(Records from a data collection)
.....
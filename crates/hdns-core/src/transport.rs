// # Transport Traits
//
// Defines the seam between the connection lifecycle manager and the
// underlying message-framed socket.
//
// ## Implementations
//
// - WebSocket: `hdns-transport-ws` crate
// - In-memory doubles: `tests/common`
//
// ## Usage
//
// ```rust,ignore
// use hdns_core::transport::{Connector, Frame};
//
// let mut conn = connector.connect(&url).await?;
// conn.send_text("{\"type\":\"refresh\"}".to_string()).await?;
// while let Some(frame) = conn.recv().await {
//     match frame? {
//         Frame::Text(text) => println!("{}", text),
//         Frame::Close { .. } => break,
//     }
// }
// ```

use crate::error::TransportError;
use async_trait::async_trait;
use url::Url;

/// Close code a server uses to reject a stream for good
pub const CLOSE_POLICY_VIOLATION: u16 = 1008;

/// One inbound unit delivered by a [`Connection`]
#[derive(Debug, Clone, PartialEq, Eq)]
pub enum Frame {
    /// A complete text message
    Text(String),

    /// The peer closed the connection
    Close {
        /// Close code, if the peer sent one
        code: Option<u16>,
        /// Close reason, possibly empty
        reason: String,
    },
}

impl Frame {
    /// Whether this frame tells the client never to reconnect
    pub fn is_fatal_close(&self) -> bool {
        match self {
            Frame::Close { code, .. } => is_fatal_close_code(*code),
            Frame::Text(_) => false,
        }
    }
}

/// Whether a close with `code` ends the stream for good
pub fn is_fatal_close_code(code: Option<u16>) -> bool {
    code == Some(CLOSE_POLICY_VIOLATION)
}

/// A live, bidirectional, message-framed connection
///
/// Exclusively owned by the connection lifecycle manager of one stream.
/// Control frames (ping/pong) are answered inside the implementation and are
/// never surfaced.
#[async_trait]
pub trait Connection: Send {
    /// Send one text message
    async fn send_text(&mut self, text: String) -> Result<(), TransportError>;

    /// Receive the next inbound frame
    ///
    /// Returns `None` once the connection has ended. Must be cancellation
    /// safe: dropping the future before it completes loses no frame.
    async fn recv(&mut self) -> Option<Result<Frame, TransportError>>;

    /// Close the connection (best effort)
    async fn close(&mut self);
}

/// Factory for [`Connection`]s
///
/// Implementations must be thread-safe; one connector is shared by every
/// stream a [`crate::StreamClient`] opens.
#[async_trait]
pub trait Connector: Send + Sync {
    /// Open a new connection to `url`
    async fn connect(&self, url: &Url) -> Result<Box<dyn Connection>, TransportError>;

    /// Short transport name used in logs
    fn transport_name(&self) -> &'static str;
}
.....
» **WHAT YOU ARE ASKED TO DO**: From the line holding "next inbound frame" to the last line of the records, quote each line exactly and add nothing.

» **RESULT**:
    /// Receive the next inbound frame
    ///
    /// Returns `None` once the connection has ended. Must be cancellation
    /// safe: dropping the future before it completes loses no frame.
    async fn recv(&mut self) -> Option<Result<Frame, TransportError>>;

    /// Close the connection (best effort)
    async fn close(&mut self);
}

/// Factory for [`Connection`]s
///
/// Implementations must be thread-safe; one connector is shared by every
/// stream a [`crate::StreamClient`] opens.
#[async_trait]
pub trait Connector: Send + Sync {
    /// Open a new connection to `url`
    async fn connect(&self, url: &Url) -> Result<Box<dyn Connection>, TransportError>;

    /// Short transport name used in logs
    fn transport_name(&self) -> &'static str;
}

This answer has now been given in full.